Агата оглядела кабинет, как будто никогда в нем не была, остановила взгляд на Гоше и, не отвечая на вопрос Афинской, сказала: * Я к вам зайду, как освободитесь. Кое-что сказать хочу. * Я тебя не вызывала, - с ещё большим раздражением ответила Афинская. - И буду занята целый день.

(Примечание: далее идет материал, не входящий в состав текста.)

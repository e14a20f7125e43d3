use std::net::SocketAddr;

use tracing_subscriber::{layer::SubscriberExt, util::SubscriberInitExt};

use camp_api::config::ServerConfig;
use camp_api::router::build_app_router;
use camp_api::state::AppState;

const DEFAULT_LOG_FILTER: &str = "camp_api=debug,camp_db=debug,tower_http=debug";

#[tokio::main]
async fn main() {
    dotenvy::dotenv().ok();
    init_tracing();

    let config = ServerConfig::from_env();
    let pool = open_store(&config.database_url).await;

    let app = build_app_router(AppState { pool: pool.clone() }, &config);

    let addr = SocketAddr::new(
        config.host.parse().expect("HOST must be an IP address"),
        config.port,
    );
    let listener = tokio::net::TcpListener::bind(addr)
        .await
        .unwrap_or_else(|e| panic!("cannot bind {addr}: {e}"));
    tracing::info!(%addr, timeout_secs = config.request_timeout_secs, "Camp API listening");

    axum::serve(listener, app)
        .with_graceful_shutdown(shutdown_signal())
        .await
        .expect("HTTP server failed");

    pool.close().await;
    tracing::info!("Camp API stopped");
}

/// Log to stdout, filtered by `RUST_LOG` when set.
fn init_tracing() {
    let filter = tracing_subscriber::EnvFilter::try_from_default_env()
        .unwrap_or_else(|_| DEFAULT_LOG_FILTER.into());

    tracing_subscriber::registry()
        .with(filter)
        .with(tracing_subscriber::fmt::layer())
        .init();
}

/// Connect to Postgres, confirm it answers, and bring the schema up to date.
///
/// Any failure here is fatal: the server has nothing to serve without a store.
async fn open_store(database_url: &str) -> camp_db::DbPool {
    let pool = camp_db::create_pool(database_url)
        .await
        .expect("cannot connect to the camp database");
    camp_db::health_check(&pool)
        .await
        .expect("camp database did not answer SELECT 1");
    camp_db::run_migrations(&pool)
        .await
        .expect("camp schema migrations failed");
    tracing::info!("Camp database ready");
    pool
}

/// Resolve once the process is asked to stop: Ctrl-C anywhere, SIGTERM on Unix.
async fn shutdown_signal() {
    #[cfg(unix)]
    {
        use tokio::signal::unix::{signal, SignalKind};

        let mut sigterm = match signal(SignalKind::terminate()) {
            Ok(stream) => stream,
            Err(e) => {
                tracing::warn!(error = %e, "SIGTERM handler unavailable; only Ctrl-C stops the server");
                wait_for_ctrl_c().await;
                return;
            }
        };
        tokio::select! {
            () = wait_for_ctrl_c() => {}
            _ = sigterm.recv() => tracing::info!("SIGTERM received, draining connections"),
        }
    }

    #[cfg(not(unix))]
    wait_for_ctrl_c().await;
}

async fn wait_for_ctrl_c() {
    match tokio::signal::ctrl_c().await {
        Ok(()) => tracing::info!("Ctrl-C received, draining connections"),
        Err(e) => {
            tracing::warn!(error = %e, "Ctrl-C handler unavailable");
            std::future::pending::<()>().await;
        }
    }
}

Девушка закрыла дверь, и довольный вниманием патронессы Гоша, продолжил свой рассказ. * На Курском. Протискиваюсь между лоточниками. Толкаю углом аккордеона "менталитета". Тот соответственно толкает меня. Я ему говорю: "А полегче нельзя? Я же не нарочно". А он сразу: "Документы есть?" - "Пожалуйста". - "Прешь, как лось! Могу и зубы пересчитать!". Словом, домой приехал взвинченный. Ну и денек, господи! Татьяна Сергеевна, вы дали бы уже мне свою точку, чтобы никто не трогал. Что ж, я уже больше двух месяцев в свободном полете! * Так ведь сам просил! * Дурак был, честно признался Гоша. - Тех, кто в свободном полете, без "крыши", многие обижают. Менты, залетные бандиты, воришки. Чуть отвернешься, тут же стащат коробку с податью. А то какое-нибудь хулиганье за твое творчество и просто в рожу даст. Определите меня на точку, Татьяна Сергеевна! Не хочу больше свободно летать.